→ Problem to work on
Reproduce the section of the listing that begins at the line containing "actually on disk." and finishes at the line containing "tree if needed". Include both end lines and nothing beyond them.

→ Given data

// src/db/store.rs

//! The package store: available catalog plus installed set
//!
//! `available` is loaded from the persisted catalog and only ever replaced
//! wholesale by `refresh_catalog`. `installed` is never persisted as a whole;
//! it is rebuilt from the per-package control files every time the store is
//! loaded, so that it always matches what is actually on disk.
//!
//! There is no locking. Running two mutating operations against the same
//! root at once is undefined.

use super::Layout;
use crate::error::{Error, Result};
use crate::packages::Package;
use crate::repository::{Fetcher, Source, catalog};
use crate::resolver::{Resolution, Resolver};
use std::collections::BTreeMap;
use std::fs;
use std::io::Write;
use std::path::Path;
use tempfile::NamedTempFile;
use tracing::{debug, info, warn};

/// Name-keyed catalog and installed set for one install tree
#[derive(Debug, Clone)]
pub struct Store {
    layout: Layout,
    available: BTreeMap<String, Package>,
    installed: BTreeMap<String, Package>,
}

impl Store {
    /// Open the store rooted at `root`, creating the tree if needed
    pub fn open(root: impl AsRef<Path>) -> Result<Self> {
        Self::with_layout(Layout::new(root)?)
    }

    pub fn with_layout(layout: Layout) -> Result<Self> {
        let mut store = Self {
            layout,
            available: BTreeMap::new(),
            installed: BTreeMap::new(),
        };
        store.reload()?;
        Ok(store)
    }

    /// Rebuild both maps from disk
    pub fn reload(&mut self) -> Result<()> {
        let (available, installed) = Self::load(&self.layout)?;
        self.available = available;
        self.installed = installed;
        Ok(())
    }

    /// Read the catalog and scan the installed packages of a tree
    #[allow(clippy::type_complexity)]
    pub fn load(
        layout: &Layout,
    ) -> Result<(BTreeMap<String, Package>, BTreeMap<String, Package>)> {
        layout.init()?;
        let available = load_catalog(&layout.catalog_path())?;
        let installed = scan_installed(layout)?;
        debug!(
            "Loaded {} available and {} installed packages",
            available.len(),
            installed.len()
        );
        Ok((available, installed))
    }

    /// Persist the catalog, one stanza per package
    ///
    /// The file is replaced atomically.
    pub fn save(&self) -> Result<()> {
        self.layout.init()?;
        let db_dir = self.layout.db_dir();
        let path = self.layout.catalog_path();

        let mut temp = NamedTempFile::new_in(&db_dir).map_err(|e| {
            Error::IoError(format!("Failed to create file in {}: {}", db_dir.display(), e))
        })?;

        for pkg in self.available.values() {
            writeln!(temp, "{}", pkg)
                .map_err(|e| Error::IoError(format!("Failed to write catalog: {}", e)))?;
        }

        temp.persist(&path).map_err(|e| {
            Error::IoError(format!("Failed to replace {}: {}", path.display(), e))
        })?;

        debug!("Saved {} packages to {}", self.available.len(), path.display());
        Ok(())
    }

    /// Replace the catalog with the merged package lists of `sources`.
    ///
    /// A source that cannot be read at all is skipped. If no source yields
    /// anything the current catalog is kept and the last error is returned.
    pub fn refresh_catalog(&mut self, sources: &[Source], fetcher: &dyn Fetcher) -> Result<usize> {
        let mut lists = Vec::new();
        let mut last_error = None;

        for source in sources {
            match source.fetch_packages(fetcher) {
                Ok(packages) => lists.push(packages),
                Err(e) => {
                    warn!("Failed to sync {}: {}", source.url(), e);
                    last_error = Some(e);
                }
            }
        }

        if lists.is_empty() {
            return Err(last_error
                .unwrap_or_else(|| Error::ConfigError("No repository sources configured".to_string())));
        }

        self.available = catalog::merge(lists)
            .into_iter()
            .map(|pkg| (pkg.name().to_string(), pkg))
            .collect();
        self.save()?;

        info!("Catalog refreshed: {} packages", self.available.len());
        Ok(self.available.len())
    }

    pub fn layout(&self) -> &Layout {
        &self.layout
    }

    pub fn available(&self) -> &BTreeMap<String, Package> {
        &self.available
    }

    pub fn installed(&self) -> &BTreeMap<String, Package> {
        &self.installed
    }

    pub fn available_package(&self, name: &str) -> Option<&Package> {
        self.available.get(name)
    }

    pub fn installed_package(&self, name: &str) -> Option<&Package> {
        self.installed.get(name)
    }

    pub fn is_installed(&self, pkg: &Package) -> bool {
        self.installed.contains_key(pkg.name())
    }

    /// Installed, and `pkg` is strictly newer than the installed version
    pub fn is_upgradable(&self, pkg: &Package) -> bool {
        self.installed
            .get(pkg.name())
            .is_some_and(|inst| pkg.version() > inst.version())
    }

    /// Catalog packages, optionally restricted to one section, sorted by name
    pub fn packages(&self, section: Option<&str>) -> Vec<&Package> {
        self.available
            .values()
            .filter(|p| section.is_none() || p.section() == section)
            .collect()
    }

    /// Installed packages that the catalog no longer lists
    pub fn installed_only(&self, section: Option<&str>) -> Vec<&Package> {
        self.installed
            .values()
            .filter(|p| !self.available.contains_key(p.name()))
            .filter(|p| section.is_none() || p.section() == section)
            .collect()
    }

    /// Catalog packages newer than their installed version
    pub fn upgradable(&self) -> Vec<&Package> {
        self.available
            .values()
            .filter(|p| self.is_upgradable(p))
            .collect()
    }

    /// Installed packages whose `Depends` names `name`
    pub fn dependents(&self, name: &str) -> Vec<&Package> {
        self.installed
            .values()
            .filter(|p| p.name() != name && p.dependency_names().contains(&name))
            .collect()
    }

    /// Transitive dependencies of `pkg` in the catalog
    pub fn resolve(&self, pkg: &Package) -> Resolution {
        Resolver::new(&self.available).resolve(pkg)
    }
}

/// Load the persisted catalog. A missing file is an empty catalog.
fn load_catalog(path: &Path) -> Result<BTreeMap<String, Package>> {
    if !path.exists() {
        return Ok(BTreeMap::new());
    }

    let text = fs::read_to_string(path)
        .map_err(|e| Error::IoError(format!("Failed to read {}: {}", path.display(), e)))?;

    let mut catalog = BTreeMap::new();
    for pkg in Package::parse_many(&text, None) {
        if pkg.repository().is_none() {
            warn!("Dropping catalog entry {} without Repository", pkg.name());
            continue;
        }
        catalog.insert(pkg.name().to_string(), pkg);
    }
    Ok(catalog)
}

/// Rebuild the installed set from `<packages_dir>/<name>/control`
fn scan_installed(layout: &Layout) -> Result<BTreeMap<String, Package>> {
    let packages_dir = layout.packages_dir();
    let mut installed = BTreeMap::new();

    let entries = fs::read_dir(&packages_dir).map_err(|e| {
        Error::IoError(format!("Failed to read {}: {}", packages_dir.display(), e))
    })?;

    for entry in entries {
        let entry = entry?;
        let dir_name = entry.file_name().to_string_lossy().to_string();

        if dir_name.starts_with('.') || !entry.file_type()?.is_dir() {
            continue;
        }

        let control = entry.path().join("control");
        if !control.is_file() {
            debug!("Ignoring {}: no control file", entry.path().display());
            continue;
        }

        if !entry.path().join("files").is_file() {
            warn!("Installed package {} has no file manifest", dir_name);
        }

        let text = fs::read_to_string(&control)
            .map_err(|e| Error::IoError(format!("Failed to read {}: {}", control.display(), e)))?;

        for pkg in Package::parse_many(&text, None) {
            if pkg.name() != dir_name {
                warn!(
                    "Ignoring {}: control names package {}",
                    control.display(),
                    pkg.name()
                );
                continue;
            }
            installed.insert(pkg.name().to_string(), pkg);
        }
    }

    Ok(installed)
}

#[cfg(test)]
mod tests {
    use super::*;

    fn catalog_pkg(name: &str, version: &str, section: &str) -> Package {
        Package::parse_from_repository(
            &format!(
                "Package: {}\nVersion: {}\nArchitecture: all\nSection: {}\nFilename: pool/{}.deb\n",
                name, version, section, name
            ),
            "http://repo.example.com",
        )
        .unwrap()
    }

    fn mark_installed(layout: &Layout, stanza: &str, name: &str) {
        let dir = layout.package_dir(name).unwrap();
        fs::create_dir_all(&dir).unwrap();
        fs::write(dir.join("control"), stanza).unwrap();
        fs::write(dir.join("files"), "").unwrap();
    }

    fn store_with(packages: Vec<Package>) -> (tempfile::TempDir, Store) {
        let dir = tempfile::tempdir().unwrap();
        let mut store = Store::open(dir.path()).unwrap();
        store.available = packages
            .into_iter()
            .map(|p| (p.name().to_string(), p))
            .collect();
        store.save().unwrap();
        (dir, store)
    }

    #[test]
    fn test_open_empty_tree() {
        let dir = tempfile::tempdir().unwrap();
        let store = Store::open(dir.path()).unwrap();
        assert!(store.available().is_empty());
        assert!(store.installed().is_empty());
        assert!(store.layout().packages_dir().is_dir());
    }

    #[test]
    fn test_save_and_reload_keeps_repository() {
        let (dir, store) = store_with(vec![
            catalog_pkg("alpha", "1.0", "cores"),
            catalog_pkg("beta", "2.0~rc1", "plugins"),
        ]);

        let reopened = Store::open(dir.path()).unwrap();
        assert_eq!(reopened.available(), store.available());
        assert!(reopened
            .available()
            .values()
            .all(|p| p.repository() == Some("http://repo.example.com")));
    }

    #[test]
    fn test_catalog_entries_without_repository_are_dropped() {
        let dir = tempfile::tempdir().unwrap();
        let layout = Layout::new(dir.path()).unwrap();
        layout.init().unwrap();
        fs::write(
            layout.catalog_path(),
            "Package: a\nVersion: 1\nRepository: http://r\n\nPackage: b\nVersion: 1\n",
        )
        .unwrap();

        let store = Store::with_layout(layout).unwrap();
        assert_eq!(store.available().keys().collect::<Vec<_>>(), vec!["a"]);
    }

    #[test]
    fn test_installed_scan() {
        let dir = tempfile::tempdir().unwrap();
        let layout = Layout::new(dir.path()).unwrap();
        layout.init().unwrap();

        mark_installed(&layout, "Package: tool\nVersion: 1.0\n", "tool");
        // Hidden directory
        let hidden = layout.packages_dir().join(".partial");
        fs::create_dir_all(&hidden).unwrap();
        fs::write(hidden.join("control"), "Package: ghost\nVersion: 1\n").unwrap();
        // Directory without control
        fs::create_dir_all(layout.packages_dir().join("empty")).unwrap();
        // Stray file
        fs::write(layout.packages_dir().join("README"), "hi").unwrap();

        let store = Store::with_layout(layout).unwrap();
        assert_eq!(store.installed().keys().collect::<Vec<_>>(), vec!["tool"]);
        assert_eq!(store.installed_package("tool").unwrap().repository(), None);
    }

    #[test]
    fn test_upgrade_detection() {
        let (_dir, mut store) = store_with(vec![
            catalog_pkg("tool", "1.1", "cores"),
            catalog_pkg("fresh", "1.0", "cores"),
        ]);
        mark_installed(store.layout(), "Package: tool\nVersion: 1.0\n", "tool");
        store.reload().unwrap();

        let tool = store.available_package("tool").unwrap().clone();
        let fresh = store.available_package("fresh").unwrap().clone();

        assert!(store.is_installed(&tool));
        assert!(store.is_upgradable(&tool));
        assert!(!store.is_installed(&fresh));
        assert!(!store.is_upgradable(&fresh));

        let names: Vec<_> = store.upgradable().iter().map(|p| p.name()).collect();
        assert_eq!(names, vec!["tool"]);
    }

    #[test]
    fn test_same_version_is_not_upgradable() {
        let (_dir, mut store) = store_with(vec![catalog_pkg("tool", "1.0", "cores")]);
        mark_installed(store.layout(), "Package: tool\nVersion: 1.0\n", "tool");
        store.reload().unwrap();

        let tool = store.available_package("tool").unwrap().clone();
        assert!(!store.is_upgradable(&tool));
    }

    #[test]
    fn test_packages_by_section() {
        let (_dir, store) = store_with(vec![
            catalog_pkg("b", "1", "cores"),
            catalog_pkg("a", "1", "cores"),
            catalog_pkg("c", "1", "plugins"),
        ]);

        let cores: Vec<_> = store.packages(Some("cores")).iter().map(|p| p.name()).collect();
        assert_eq!(cores, vec!["a", "b"]);
        assert_eq!(store.packages(None).len(), 3);
        assert!(store.packages(Some("boards")).is_empty());
    }

    #[test]
    fn test_installed_only_and_dependents() {
        let (_dir, mut store) = store_with(vec![catalog_pkg("lib", "1", "cores")]);
        mark_installed(store.layout(), "Package: lib\nVersion: 1\n", "lib");
        mark_installed(store.layout(), "Package: app\nVersion: 1\nDepends: lib\n", "app");
        mark_installed(store.layout(), "Package: tool\nVersion: 1\nDepends: libx\n", "tool");
        store.reload().unwrap();

        let orphans: Vec<_> = store.installed_only(None).iter().map(|p| p.name()).collect();
        assert_eq!(orphans, vec!["app", "tool"]);

        let dependents: Vec<_> = store.dependents("lib").iter().map(|p| p.name()).collect();
        assert_eq!(dependents, vec!["app"]);
        assert!(store.dependents("app").is_empty());
    }
}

→ Written response
//! loaded, so that it always matches what is actually on disk.
//!
//! There is no locking. Running two mutating operations against the same
//! root at once is undefined.

use super::Layout;
use crate::error::{Error, Result};
use crate::packages::Package;
use crate::repository::{Fetcher, Source, catalog};
use crate::resolver::{Resolution, Resolver};
use std::collections::BTreeMap;
use std::fs;
use std::io::Write;
use std::path::Path;
use tempfile::NamedTempFile;
use tracing::{debug, info, warn};

/// Name-keyed catalog and installed set for one install tree
#[derive(Debug, Clone)]
pub struct Store {
    layout: Layout,
    available: BTreeMap<String, Package>,
    installed: BTreeMap<String, Package>,
}

impl Store {
    /// Open the store rooted at `root`, creating the tree if needed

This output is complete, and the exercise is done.